WHAT YOU NEED TO DO - Which lines below contain "NaiveDateTime"? Pull them out.

STORED DATA -
use sea_orm::entity::prelude::*;
use serde::{Deserialize, Serialize};

#[derive(Clone, Debug, PartialEq, DeriveEntityModel, Serialize, Deserialize)]
#[sea_orm(table_name = "users")]
pub struct Model {
  #[sea_orm(primary_key, auto_increment = false)]
  pub tg_user_id: i64,
  pub username: Option<String>,
  pub first_name: String,
  pub avatar_url: Option<String>,
  pub phone_number: Option<String>,
  /// Only ever changed through `sv::Ledger` (or the admin override).
  pub points: i64,
  pub onboarding_completed: bool,
  pub keyword_completed: bool,
  /// Repeat participant: flipped by the launch upsert once the user
  /// comes back. Read only by the admin analytics.
  pub is_repeat: bool,
  /// Source tag carried by the launch payload ("vk", "ads", ...).
  pub start_source: Option<String>,
  pub created_at: DateTime,
  pub last_login: DateTime,
}

#[derive(Copy, Clone, Debug, EnumIter, DeriveRelation)]
pub enum Relation {
  #[sea_orm(has_one = "super::quiz_completion::Entity")]
  QuizCompletion,
  #[sea_orm(has_one = "super::telegram_subscription::Entity")]
  TelegramSubscription,
  #[sea_orm(has_one = "super::phone_registration::Entity")]
  PhoneRegistration,
  #[sea_orm(has_many = "super::prize_exchange::Entity")]
  PrizeExchanges,
  #[sea_orm(has_many = "super::daily_tap::Entity")]
  DailyTaps,
}

impl Related<super::quiz_completion::Entity> for Entity {
  fn to() -> RelationDef {
    Relation::QuizCompletion.def()
  }
}

impl Related<super::telegram_subscription::Entity> for Entity {
  fn to() -> RelationDef {
    Relation::TelegramSubscription.def()
  }
}

impl Related<super::phone_registration::Entity> for Entity {
  fn to() -> RelationDef {
    Relation::PhoneRegistration.def()
  }
}

impl Related<super::prize_exchange::Entity> for Entity {
  fn to() -> RelationDef {
    Relation::PrizeExchanges.def()
  }
}

impl Related<super::daily_tap::Entity> for Entity {
  fn to() -> RelationDef {
    Relation::DailyTaps.def()
  }
}

impl ActiveModelBehavior for ActiveModel {}
use sea_orm_migration::prelude::*;

use super::m20250401_000001_create_users::Users;

#[derive(DeriveMigrationName)]
pub struct Migration;

#[async_trait::async_trait]
impl MigrationTrait for Migration {
  async fn up(&self, manager: &SchemaManager) -> Result<(), DbErr> {
    manager
      .create_table(
        Table::create()
          .table(PhoneRegistrations::Table)
          .if_not_exists()
          .col(
            ColumnDef::new(PhoneRegistrations::TgUserId)
              .big_integer()
              .not_null()
              .primary_key(),
          )
          .col(
            ColumnDef::new(PhoneRegistrations::CreatedAt)
              .date_time()
              .not_null(),
          )
          .foreign_key(
            ForeignKey::create()
              .name("fk_phone_registrations_user")
              .from(PhoneRegistrations::Table, PhoneRegistrations::TgUserId)
              .to(Users::Table, Users::TgUserId)
              .on_delete(ForeignKeyAction::Cascade),
          )
          .to_owned(),
      )
      .await
  }

  async fn down(&self, manager: &SchemaManager) -> Result<(), DbErr> {
    manager
      .drop_table(Table::drop().table(PhoneRegistrations::Table).to_owned())
      .await
  }
}

#[derive(DeriveIden)]
pub enum PhoneRegistrations {
  Table,
  TgUserId,
  CreatedAt,
}
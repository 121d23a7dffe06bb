use chrono::FixedOffset;

use crate::prelude::*;

/// Campaign clock is Moscow time (UTC+3); the tap ceiling resets at
/// Moscow midnight, a hard date boundary.
const MOSCOW_OFFSET_SECS: i32 = 3 * 3600;

pub fn campaign_date() -> NaiveDate {
  campaign_date_at(Utc::now().naive_utc())
}

pub fn campaign_date_at(utc: DateTime) -> NaiveDate {
  let offset = FixedOffset::east_opt(MOSCOW_OFFSET_SECS).unwrap();
  (utc + TimeDelta::seconds(offset.local_minus_utc() as i64)).date()
}

pub fn format_date(date: DateTime) -> String {
  date.format("%d.%m.%Y %H:%M").to_string()
}

/// Strips formatting from a phone number; valid numbers carry exactly
/// 11 digits (the "+7 (XXX) XXX-XX-XX" mask).
pub fn normalize_phone(raw: &str) -> Option<String> {
  let digits: String = raw.chars().filter(|c| c.is_ascii_digit()).collect();
  (digits.len() == 11).then_some(digits)
}

#[cfg(test)]
mod tests {
  use chrono::NaiveDateTime;

  use super::*;

  #[test]
  fn moscow_date_crosses_midnight_before_utc() {
    let late_utc: NaiveDateTime =
      "2025-04-10T22:30:00".parse().expect("valid timestamp");
    assert_eq!(
      campaign_date_at(late_utc),
      "2025-04-11".parse::<NaiveDate>().unwrap()
    );

    let noon_utc: NaiveDateTime =
      "2025-04-10T12:00:00".parse().expect("valid timestamp");
    assert_eq!(
      campaign_date_at(noon_utc),
      "2025-04-10".parse::<NaiveDate>().unwrap()
    );
  }

  #[test]
  fn phone_normalization() {
    assert_eq!(
      normalize_phone("+7 (912) 345-67-89").as_deref(),
      Some("79123456789")
    );
    assert_eq!(normalize_phone("89123456789").as_deref(), Some("89123456789"));
    assert_eq!(normalize_phone("+7 (912) 345-67-8"), None);
    assert_eq!(normalize_phone("not a phone"), None);
  }
}
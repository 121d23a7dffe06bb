use sea_orm::entity::prelude::*;
use serde::{Deserialize, Serialize};

/// One-time phone-registration reward marker. The phone number itself lives
/// on the user row and may be edited later without granting points again.
#[derive(Clone, Debug, PartialEq, DeriveEntityModel, Serialize, Deserialize)]
#[sea_orm(table_name = "phone_registrations")]
pub struct Model {
  #[sea_orm(primary_key, auto_increment = false)]
  pub tg_user_id: i64,
  pub created_at: DateTime,
}

#[derive(Copy, Clone, Debug, EnumIter, DeriveRelation)]
pub enum Relation {
  #[sea_orm(
    belongs_to = "super::user::Entity",
    from = "Column::TgUserId",
    to = "super::user::Column::TgUserId"
  )]
  User,
}

impl Related<super::user::Entity> for Entity {
  fn to() -> RelationDef {
    Relation::User.def()
  }
}

impl ActiveModelBehavior for ActiveModel {}
use sea_orm::entity::prelude::*;
use serde::{Deserialize, Serialize};

/// Per-day tap counter. `tap_count` never exceeds the daily ceiling; the
/// guarded upsert in `sv::Tap` is the only writer.
#[derive(Clone, Debug, PartialEq, DeriveEntityModel, Serialize, Deserialize)]
#[sea_orm(table_name = "daily_taps")]
pub struct Model {
  #[sea_orm(primary_key, auto_increment = false)]
  pub tg_user_id: i64,
  #[sea_orm(primary_key, auto_increment = false)]
  pub tap_date: Date,
  pub tap_count: i32,
}

#[derive(Copy, Clone, Debug, EnumIter, DeriveRelation)]
pub enum Relation {
  #[sea_orm(
    belongs_to = "super::user::Entity",
    from = "Column::TgUserId",
    to = "super::user::Column::TgUserId"
  )]
  User,
}

impl Related<super::user::Entity> for Entity {
  fn to() -> RelationDef {
    Relation::User.def()
  }
}

impl ActiveModelBehavior for ActiveModel {}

EXERCISE RESPONSE -
  use chrono::NaiveDateTime;
    let late_utc: NaiveDateTime =
    let noon_utc: NaiveDateTime =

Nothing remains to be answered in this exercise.